:: Provided information ::
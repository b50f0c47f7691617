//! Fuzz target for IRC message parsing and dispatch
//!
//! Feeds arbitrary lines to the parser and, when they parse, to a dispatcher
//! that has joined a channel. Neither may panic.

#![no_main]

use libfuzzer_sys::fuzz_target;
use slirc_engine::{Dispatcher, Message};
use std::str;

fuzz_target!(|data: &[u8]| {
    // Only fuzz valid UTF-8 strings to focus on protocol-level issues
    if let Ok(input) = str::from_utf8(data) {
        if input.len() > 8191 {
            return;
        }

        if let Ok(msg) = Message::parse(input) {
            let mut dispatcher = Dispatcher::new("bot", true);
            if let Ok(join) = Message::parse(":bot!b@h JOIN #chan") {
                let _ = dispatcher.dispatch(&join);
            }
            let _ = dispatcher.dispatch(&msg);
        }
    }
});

:: Task description ::
Your task is to print the whole listing again exactly.

:: Response area ::
repository b50f0c47f7691617
//! Fuzz target for IRC message parsing and dispatch
//!
//! Feeds arbitrary lines to the parser and, when they parse, to a dispatcher
//! that has joined a channel. Neither may panic.

#![no_main]

use libfuzzer_sys::fuzz_target;
use slirc_engine::{Dispatcher, Message};
use std::str;

fuzz_target!(|data: &[u8]| {
    // Only fuzz valid UTF-8 strings to focus on protocol-level issues
    if let Ok(input) = str::from_utf8(data) {
        if input.len() > 8191 {
            return;
        }

        if let Ok(msg) = Message::parse(input) {
            let mut dispatcher = Dispatcher::new("bot", true);
            if let Ok(join) = Message::parse(":bot!b@h JOIN #chan") {
                let _ = dispatcher.dispatch(&join);
            }
            let _ = dispatcher.dispatch(&msg);
        }
    }
});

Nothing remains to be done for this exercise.